[Dataset entries]
┌────────

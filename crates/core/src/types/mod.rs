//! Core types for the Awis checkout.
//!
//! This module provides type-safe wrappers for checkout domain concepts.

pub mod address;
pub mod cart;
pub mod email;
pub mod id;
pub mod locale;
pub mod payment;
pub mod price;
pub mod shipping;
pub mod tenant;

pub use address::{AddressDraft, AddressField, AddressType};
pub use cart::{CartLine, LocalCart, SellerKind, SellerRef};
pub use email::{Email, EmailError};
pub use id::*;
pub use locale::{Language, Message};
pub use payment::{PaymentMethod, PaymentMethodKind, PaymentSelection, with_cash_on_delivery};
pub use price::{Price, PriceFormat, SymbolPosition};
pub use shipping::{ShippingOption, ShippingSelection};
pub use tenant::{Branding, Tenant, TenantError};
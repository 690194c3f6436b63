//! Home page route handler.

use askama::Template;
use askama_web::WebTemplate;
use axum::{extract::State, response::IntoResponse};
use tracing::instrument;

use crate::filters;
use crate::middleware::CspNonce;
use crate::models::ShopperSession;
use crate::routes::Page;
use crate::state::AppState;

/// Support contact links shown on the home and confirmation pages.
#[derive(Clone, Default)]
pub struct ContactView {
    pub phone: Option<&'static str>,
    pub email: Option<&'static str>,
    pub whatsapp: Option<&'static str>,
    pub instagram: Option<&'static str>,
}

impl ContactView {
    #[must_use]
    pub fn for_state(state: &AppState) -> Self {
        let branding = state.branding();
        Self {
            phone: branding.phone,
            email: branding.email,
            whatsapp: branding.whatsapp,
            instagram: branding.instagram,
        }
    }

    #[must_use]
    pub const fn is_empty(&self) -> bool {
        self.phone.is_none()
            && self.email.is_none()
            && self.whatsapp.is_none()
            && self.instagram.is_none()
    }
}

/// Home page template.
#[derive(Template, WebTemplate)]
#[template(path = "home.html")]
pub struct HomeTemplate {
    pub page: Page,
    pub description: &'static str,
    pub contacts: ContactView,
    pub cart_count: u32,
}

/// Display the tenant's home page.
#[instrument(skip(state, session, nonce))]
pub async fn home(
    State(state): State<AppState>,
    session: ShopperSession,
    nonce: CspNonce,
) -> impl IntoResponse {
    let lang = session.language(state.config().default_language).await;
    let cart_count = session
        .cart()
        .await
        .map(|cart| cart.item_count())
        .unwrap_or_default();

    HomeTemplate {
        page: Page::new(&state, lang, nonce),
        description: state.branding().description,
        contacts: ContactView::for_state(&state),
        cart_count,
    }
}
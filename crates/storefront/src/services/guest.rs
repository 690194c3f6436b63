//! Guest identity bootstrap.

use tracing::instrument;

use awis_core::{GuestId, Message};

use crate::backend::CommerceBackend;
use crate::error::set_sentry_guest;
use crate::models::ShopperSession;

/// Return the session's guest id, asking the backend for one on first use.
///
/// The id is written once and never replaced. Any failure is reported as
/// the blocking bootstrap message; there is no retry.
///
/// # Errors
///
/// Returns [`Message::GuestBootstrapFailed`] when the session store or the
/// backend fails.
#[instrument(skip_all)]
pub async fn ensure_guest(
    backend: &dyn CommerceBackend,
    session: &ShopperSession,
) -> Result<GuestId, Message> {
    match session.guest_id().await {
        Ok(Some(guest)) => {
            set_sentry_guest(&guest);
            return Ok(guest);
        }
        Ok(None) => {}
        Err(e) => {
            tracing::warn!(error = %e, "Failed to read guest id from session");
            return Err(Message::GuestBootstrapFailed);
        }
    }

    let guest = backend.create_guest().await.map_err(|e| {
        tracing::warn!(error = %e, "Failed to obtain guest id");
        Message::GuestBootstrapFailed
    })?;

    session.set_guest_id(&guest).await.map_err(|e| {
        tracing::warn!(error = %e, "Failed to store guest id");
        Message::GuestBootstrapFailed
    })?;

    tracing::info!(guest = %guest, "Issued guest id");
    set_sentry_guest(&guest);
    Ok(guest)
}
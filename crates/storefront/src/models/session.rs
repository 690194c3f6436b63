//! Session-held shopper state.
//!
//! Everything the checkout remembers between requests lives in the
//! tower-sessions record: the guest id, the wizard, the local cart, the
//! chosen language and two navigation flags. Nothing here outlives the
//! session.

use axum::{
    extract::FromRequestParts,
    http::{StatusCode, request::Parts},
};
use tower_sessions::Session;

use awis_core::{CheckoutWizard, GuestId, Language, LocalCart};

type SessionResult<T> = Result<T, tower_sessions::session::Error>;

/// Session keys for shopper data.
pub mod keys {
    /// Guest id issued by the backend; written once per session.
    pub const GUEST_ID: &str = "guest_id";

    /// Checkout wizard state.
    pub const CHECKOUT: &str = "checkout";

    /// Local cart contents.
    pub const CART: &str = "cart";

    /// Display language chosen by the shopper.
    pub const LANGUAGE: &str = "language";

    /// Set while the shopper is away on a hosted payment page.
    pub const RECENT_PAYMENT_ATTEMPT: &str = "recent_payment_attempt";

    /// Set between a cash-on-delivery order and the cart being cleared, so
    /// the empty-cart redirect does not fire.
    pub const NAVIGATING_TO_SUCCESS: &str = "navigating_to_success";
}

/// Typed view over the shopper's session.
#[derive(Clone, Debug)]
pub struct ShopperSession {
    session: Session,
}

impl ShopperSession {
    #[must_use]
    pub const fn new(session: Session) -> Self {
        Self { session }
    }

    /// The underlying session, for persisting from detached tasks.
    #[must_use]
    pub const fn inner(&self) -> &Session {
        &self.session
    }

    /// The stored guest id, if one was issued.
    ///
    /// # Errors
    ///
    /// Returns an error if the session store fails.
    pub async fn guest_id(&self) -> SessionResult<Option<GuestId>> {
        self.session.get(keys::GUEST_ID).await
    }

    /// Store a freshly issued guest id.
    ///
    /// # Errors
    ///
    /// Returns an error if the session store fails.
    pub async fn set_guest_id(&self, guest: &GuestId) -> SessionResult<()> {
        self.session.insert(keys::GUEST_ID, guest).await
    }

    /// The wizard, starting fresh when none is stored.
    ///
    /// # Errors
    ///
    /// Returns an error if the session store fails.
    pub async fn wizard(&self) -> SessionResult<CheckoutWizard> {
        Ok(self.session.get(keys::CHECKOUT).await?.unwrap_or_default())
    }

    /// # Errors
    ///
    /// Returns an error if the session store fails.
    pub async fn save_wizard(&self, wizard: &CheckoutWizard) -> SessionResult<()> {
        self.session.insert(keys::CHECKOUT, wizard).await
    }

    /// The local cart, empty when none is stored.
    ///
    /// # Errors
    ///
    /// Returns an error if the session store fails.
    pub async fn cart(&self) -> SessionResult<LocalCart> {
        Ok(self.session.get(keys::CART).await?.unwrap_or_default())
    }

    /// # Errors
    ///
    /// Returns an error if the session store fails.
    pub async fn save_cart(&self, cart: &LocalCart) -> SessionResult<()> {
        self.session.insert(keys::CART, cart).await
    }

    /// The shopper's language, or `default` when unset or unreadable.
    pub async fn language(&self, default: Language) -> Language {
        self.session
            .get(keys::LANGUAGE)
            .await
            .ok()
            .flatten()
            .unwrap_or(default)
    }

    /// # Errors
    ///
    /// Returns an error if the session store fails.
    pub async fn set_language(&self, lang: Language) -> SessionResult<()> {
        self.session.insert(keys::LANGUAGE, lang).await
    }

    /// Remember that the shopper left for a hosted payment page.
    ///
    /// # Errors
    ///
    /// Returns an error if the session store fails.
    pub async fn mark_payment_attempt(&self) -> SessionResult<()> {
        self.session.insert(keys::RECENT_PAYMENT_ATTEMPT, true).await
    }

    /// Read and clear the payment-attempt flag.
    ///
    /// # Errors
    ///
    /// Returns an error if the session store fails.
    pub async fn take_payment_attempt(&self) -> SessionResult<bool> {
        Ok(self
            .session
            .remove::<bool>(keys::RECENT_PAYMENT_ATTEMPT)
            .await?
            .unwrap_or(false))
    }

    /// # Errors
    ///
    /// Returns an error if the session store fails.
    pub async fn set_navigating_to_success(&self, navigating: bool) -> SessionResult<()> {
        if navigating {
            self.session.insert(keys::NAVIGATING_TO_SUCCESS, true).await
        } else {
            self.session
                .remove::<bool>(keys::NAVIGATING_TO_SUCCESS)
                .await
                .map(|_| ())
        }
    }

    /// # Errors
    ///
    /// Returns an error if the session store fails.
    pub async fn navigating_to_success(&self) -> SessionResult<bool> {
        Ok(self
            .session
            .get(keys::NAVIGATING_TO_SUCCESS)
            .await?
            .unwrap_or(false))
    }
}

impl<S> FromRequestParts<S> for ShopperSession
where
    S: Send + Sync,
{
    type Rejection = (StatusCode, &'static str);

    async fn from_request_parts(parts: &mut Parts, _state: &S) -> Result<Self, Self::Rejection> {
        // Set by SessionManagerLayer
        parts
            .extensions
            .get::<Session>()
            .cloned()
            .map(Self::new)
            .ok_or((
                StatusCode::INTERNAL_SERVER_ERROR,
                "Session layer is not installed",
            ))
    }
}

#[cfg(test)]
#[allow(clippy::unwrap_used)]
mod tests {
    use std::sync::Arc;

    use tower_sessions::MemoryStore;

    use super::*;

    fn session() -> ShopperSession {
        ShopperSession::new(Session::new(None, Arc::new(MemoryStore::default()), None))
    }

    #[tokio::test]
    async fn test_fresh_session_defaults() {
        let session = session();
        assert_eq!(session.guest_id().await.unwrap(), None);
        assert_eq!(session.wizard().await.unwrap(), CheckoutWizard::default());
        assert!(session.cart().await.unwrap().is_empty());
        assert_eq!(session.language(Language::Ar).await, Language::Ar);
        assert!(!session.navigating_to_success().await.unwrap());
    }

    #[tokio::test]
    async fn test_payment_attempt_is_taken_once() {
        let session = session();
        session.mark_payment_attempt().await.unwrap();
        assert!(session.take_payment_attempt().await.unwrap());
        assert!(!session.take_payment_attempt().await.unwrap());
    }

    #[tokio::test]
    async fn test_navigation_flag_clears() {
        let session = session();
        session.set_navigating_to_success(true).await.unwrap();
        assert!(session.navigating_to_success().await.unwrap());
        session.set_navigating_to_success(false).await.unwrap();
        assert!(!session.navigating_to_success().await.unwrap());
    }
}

└────────

> _Your objective_
Among the entries, find every line holding "filename" and return it.

> _Finished task_
filename crates/core/src/types/mod.rs
filename crates/storefront/src/services/guest.rs
filename crates/storefront/src/models/session.rs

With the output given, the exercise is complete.